WHAT THE EXERCISE ASKS: Across all the entries, how many lines hold "configuration"? Answer with that number and nothing else.

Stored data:

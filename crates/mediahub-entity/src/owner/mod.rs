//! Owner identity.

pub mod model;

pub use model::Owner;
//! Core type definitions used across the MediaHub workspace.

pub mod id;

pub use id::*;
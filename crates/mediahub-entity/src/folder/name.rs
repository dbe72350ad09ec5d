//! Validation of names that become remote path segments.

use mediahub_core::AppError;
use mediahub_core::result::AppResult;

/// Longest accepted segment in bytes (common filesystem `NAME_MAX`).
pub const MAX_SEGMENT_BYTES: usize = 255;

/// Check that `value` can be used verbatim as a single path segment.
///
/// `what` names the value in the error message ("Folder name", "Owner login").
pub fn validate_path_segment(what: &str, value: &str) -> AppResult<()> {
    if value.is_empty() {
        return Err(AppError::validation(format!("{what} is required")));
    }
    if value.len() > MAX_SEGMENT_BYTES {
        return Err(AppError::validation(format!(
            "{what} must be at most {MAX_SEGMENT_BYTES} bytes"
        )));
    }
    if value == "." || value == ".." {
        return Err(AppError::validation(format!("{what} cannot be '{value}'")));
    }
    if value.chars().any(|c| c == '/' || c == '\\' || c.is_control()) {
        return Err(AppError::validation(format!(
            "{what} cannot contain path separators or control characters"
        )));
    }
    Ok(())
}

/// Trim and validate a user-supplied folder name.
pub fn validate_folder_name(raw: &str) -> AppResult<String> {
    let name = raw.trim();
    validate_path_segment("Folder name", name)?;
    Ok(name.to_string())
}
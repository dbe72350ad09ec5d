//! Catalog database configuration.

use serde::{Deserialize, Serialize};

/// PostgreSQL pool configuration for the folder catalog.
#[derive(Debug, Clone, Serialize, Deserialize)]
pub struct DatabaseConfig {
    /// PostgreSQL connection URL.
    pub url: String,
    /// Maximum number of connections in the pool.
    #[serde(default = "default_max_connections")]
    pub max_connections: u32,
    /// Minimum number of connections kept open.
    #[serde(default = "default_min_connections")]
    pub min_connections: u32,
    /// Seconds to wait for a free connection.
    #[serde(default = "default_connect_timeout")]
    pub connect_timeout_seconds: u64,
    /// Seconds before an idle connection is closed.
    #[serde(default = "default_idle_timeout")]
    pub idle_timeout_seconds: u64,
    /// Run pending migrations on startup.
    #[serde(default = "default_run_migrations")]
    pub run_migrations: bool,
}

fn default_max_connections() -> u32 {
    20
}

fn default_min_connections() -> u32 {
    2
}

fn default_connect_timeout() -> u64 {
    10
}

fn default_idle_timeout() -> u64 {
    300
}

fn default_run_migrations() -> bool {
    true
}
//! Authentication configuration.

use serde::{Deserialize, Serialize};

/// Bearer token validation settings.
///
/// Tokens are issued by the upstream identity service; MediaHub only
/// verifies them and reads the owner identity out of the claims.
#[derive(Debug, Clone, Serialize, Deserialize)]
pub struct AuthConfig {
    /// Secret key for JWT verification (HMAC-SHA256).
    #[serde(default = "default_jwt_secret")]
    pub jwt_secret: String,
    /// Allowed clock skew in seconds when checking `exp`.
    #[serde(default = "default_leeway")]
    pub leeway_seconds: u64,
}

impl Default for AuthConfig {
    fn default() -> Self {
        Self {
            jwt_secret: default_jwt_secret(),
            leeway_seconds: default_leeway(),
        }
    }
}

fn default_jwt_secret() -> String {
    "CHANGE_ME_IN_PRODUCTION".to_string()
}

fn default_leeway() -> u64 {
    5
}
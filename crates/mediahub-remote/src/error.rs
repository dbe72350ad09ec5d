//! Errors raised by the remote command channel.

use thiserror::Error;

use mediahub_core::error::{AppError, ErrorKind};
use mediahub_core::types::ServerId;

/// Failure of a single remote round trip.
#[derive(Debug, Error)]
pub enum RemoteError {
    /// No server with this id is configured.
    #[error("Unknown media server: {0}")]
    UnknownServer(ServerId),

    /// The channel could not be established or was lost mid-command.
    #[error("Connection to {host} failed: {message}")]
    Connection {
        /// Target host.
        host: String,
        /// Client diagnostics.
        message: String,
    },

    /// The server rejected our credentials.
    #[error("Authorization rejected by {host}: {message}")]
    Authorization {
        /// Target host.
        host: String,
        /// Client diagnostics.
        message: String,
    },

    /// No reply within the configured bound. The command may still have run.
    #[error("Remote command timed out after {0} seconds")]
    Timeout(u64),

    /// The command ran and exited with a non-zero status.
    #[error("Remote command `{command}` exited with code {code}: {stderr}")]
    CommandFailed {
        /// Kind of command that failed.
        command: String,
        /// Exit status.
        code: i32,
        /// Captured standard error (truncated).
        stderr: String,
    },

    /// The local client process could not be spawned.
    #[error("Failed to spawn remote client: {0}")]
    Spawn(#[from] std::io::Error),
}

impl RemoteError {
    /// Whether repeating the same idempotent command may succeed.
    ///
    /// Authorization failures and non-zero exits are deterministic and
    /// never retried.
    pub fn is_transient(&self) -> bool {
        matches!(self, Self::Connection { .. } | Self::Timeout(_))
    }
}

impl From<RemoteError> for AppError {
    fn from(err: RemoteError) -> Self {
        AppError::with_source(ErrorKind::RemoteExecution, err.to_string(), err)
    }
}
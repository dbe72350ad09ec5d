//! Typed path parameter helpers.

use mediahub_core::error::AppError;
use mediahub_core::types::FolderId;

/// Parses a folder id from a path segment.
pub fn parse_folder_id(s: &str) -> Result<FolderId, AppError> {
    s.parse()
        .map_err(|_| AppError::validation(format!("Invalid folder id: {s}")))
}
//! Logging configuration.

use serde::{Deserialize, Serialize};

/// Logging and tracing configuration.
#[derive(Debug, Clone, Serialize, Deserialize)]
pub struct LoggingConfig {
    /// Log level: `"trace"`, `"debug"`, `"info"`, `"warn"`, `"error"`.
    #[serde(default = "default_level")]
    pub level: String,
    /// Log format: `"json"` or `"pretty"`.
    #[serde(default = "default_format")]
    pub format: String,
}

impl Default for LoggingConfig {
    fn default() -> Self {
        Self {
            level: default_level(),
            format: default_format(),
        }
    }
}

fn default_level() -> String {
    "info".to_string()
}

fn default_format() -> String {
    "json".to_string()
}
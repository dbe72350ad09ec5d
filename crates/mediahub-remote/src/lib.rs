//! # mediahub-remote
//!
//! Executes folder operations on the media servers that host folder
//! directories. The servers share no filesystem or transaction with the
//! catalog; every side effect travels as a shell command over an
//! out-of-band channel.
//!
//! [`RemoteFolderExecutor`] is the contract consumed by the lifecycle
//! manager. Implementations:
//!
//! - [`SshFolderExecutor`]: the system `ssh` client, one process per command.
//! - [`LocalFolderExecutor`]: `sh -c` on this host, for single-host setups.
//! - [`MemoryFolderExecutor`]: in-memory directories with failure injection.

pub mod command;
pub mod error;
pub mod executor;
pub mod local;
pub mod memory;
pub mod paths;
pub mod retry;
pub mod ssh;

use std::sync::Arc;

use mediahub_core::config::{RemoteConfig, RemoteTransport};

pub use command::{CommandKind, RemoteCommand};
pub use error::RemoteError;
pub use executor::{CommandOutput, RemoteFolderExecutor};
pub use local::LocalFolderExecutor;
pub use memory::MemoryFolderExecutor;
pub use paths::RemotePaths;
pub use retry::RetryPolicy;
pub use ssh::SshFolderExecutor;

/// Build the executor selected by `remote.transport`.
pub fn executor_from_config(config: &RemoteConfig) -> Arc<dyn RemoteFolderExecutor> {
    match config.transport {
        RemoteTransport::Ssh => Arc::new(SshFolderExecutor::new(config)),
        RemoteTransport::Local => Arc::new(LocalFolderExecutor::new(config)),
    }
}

---

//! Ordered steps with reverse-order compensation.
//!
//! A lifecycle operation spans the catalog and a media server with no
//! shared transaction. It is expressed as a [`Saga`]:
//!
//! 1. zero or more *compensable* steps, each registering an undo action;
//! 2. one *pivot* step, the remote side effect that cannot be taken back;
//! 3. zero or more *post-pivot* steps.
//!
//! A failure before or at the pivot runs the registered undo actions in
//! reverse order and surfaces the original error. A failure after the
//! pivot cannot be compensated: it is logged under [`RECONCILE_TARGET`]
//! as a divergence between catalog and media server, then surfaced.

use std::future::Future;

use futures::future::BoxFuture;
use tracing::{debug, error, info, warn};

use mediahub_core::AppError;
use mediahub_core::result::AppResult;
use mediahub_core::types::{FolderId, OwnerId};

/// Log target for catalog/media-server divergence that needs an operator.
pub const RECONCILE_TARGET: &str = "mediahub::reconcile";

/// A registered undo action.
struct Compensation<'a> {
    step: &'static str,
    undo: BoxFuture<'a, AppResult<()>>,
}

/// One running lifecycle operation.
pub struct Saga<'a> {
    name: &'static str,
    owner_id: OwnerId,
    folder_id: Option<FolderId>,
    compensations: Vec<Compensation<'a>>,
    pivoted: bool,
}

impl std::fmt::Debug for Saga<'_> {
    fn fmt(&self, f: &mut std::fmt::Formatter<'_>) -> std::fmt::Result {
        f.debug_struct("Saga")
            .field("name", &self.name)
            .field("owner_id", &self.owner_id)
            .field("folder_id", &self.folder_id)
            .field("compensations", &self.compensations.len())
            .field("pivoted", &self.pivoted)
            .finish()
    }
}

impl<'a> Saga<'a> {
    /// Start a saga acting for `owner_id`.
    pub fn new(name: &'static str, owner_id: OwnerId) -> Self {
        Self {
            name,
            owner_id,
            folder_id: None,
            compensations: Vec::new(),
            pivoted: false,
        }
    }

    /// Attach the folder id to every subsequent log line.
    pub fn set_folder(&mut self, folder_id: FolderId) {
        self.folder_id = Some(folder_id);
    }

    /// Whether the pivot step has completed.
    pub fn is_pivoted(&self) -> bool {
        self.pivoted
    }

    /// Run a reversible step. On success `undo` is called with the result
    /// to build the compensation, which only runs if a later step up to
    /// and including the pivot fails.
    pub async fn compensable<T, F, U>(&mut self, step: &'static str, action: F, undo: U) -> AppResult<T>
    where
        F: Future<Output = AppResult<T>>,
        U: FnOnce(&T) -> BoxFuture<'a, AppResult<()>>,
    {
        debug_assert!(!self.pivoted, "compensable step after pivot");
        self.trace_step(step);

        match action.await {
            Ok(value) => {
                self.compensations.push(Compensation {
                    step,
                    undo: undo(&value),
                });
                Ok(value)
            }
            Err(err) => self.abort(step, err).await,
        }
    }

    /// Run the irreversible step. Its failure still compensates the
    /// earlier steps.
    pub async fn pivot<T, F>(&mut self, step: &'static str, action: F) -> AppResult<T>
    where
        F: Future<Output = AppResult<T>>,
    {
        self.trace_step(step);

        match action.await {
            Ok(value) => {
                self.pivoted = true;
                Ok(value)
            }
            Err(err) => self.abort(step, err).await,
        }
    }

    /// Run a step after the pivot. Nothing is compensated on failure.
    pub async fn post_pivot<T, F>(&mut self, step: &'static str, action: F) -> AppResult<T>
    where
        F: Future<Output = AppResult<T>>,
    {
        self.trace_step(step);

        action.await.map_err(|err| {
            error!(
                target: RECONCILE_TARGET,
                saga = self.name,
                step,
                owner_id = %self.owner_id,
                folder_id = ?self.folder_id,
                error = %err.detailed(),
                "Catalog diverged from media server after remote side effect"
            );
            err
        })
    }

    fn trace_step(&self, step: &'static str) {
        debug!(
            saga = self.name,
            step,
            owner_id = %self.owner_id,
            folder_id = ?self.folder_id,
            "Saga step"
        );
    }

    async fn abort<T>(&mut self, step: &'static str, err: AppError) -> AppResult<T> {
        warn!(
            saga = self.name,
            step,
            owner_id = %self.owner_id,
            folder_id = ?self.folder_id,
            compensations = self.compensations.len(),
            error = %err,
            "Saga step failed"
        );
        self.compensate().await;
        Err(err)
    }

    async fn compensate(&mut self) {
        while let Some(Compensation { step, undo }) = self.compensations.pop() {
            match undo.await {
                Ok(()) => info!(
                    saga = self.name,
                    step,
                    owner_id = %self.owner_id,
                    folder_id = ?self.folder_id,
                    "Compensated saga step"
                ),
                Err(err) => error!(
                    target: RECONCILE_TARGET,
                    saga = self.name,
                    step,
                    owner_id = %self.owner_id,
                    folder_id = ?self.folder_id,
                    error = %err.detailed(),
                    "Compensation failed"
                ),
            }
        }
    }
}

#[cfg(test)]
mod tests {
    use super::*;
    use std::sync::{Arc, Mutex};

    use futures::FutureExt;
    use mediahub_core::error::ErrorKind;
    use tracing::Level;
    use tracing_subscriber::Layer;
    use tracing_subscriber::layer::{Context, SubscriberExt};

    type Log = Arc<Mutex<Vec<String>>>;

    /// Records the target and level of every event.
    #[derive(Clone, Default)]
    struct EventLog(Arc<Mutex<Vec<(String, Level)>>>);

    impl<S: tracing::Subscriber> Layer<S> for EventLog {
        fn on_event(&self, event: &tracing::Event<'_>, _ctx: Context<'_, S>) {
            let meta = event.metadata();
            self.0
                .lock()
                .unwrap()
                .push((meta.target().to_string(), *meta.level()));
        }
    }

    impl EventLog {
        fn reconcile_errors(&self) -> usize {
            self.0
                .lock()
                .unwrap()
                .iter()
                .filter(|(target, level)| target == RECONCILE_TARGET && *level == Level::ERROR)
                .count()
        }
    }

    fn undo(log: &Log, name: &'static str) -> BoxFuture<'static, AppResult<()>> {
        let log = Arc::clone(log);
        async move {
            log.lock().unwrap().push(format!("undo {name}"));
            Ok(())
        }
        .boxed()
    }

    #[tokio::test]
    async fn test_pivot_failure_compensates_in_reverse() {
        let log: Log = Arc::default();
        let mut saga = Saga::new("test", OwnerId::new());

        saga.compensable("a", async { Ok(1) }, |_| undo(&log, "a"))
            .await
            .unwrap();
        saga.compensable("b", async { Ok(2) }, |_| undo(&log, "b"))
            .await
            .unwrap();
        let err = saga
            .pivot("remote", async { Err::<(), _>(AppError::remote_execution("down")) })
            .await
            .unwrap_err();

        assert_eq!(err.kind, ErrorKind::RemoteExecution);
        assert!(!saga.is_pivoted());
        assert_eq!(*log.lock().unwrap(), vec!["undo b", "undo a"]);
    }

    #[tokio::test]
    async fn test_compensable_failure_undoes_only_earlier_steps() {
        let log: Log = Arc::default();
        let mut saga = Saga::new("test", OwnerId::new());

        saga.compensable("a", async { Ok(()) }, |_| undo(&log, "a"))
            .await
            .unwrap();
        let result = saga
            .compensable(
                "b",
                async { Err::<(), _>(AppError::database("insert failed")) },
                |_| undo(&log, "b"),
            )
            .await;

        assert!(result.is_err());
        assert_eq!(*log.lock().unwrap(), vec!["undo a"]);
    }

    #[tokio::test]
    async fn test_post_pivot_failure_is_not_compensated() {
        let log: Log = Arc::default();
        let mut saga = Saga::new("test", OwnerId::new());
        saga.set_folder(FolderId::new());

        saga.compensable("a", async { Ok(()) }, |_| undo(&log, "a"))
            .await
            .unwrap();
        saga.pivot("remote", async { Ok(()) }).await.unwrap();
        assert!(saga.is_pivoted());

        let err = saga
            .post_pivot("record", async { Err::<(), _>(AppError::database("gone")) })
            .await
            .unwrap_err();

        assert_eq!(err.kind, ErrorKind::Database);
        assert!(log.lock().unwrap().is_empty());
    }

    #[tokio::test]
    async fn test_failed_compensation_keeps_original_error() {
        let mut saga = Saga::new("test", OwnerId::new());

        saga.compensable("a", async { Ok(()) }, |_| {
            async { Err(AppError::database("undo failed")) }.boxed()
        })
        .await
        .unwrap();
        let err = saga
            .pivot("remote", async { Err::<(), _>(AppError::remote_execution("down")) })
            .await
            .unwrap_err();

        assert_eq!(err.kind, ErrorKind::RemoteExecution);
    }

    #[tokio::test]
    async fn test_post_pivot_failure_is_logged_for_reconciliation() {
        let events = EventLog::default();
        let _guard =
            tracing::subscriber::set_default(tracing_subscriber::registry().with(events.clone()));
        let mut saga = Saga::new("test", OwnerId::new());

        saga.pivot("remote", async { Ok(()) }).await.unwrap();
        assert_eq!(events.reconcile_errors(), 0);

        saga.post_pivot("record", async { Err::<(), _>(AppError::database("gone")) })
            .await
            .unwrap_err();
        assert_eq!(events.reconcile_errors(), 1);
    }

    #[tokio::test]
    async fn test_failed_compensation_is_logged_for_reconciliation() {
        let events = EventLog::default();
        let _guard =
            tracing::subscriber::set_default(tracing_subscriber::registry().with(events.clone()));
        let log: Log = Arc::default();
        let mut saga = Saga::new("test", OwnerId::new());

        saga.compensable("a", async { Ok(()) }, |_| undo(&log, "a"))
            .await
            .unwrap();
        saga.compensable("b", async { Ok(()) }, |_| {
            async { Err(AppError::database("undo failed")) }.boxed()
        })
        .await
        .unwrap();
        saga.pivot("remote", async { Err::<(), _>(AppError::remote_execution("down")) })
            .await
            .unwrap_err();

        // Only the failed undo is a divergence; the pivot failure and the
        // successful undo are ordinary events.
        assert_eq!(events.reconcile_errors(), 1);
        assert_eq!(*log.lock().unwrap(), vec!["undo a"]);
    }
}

RESULT OF THE EXERCISE: 5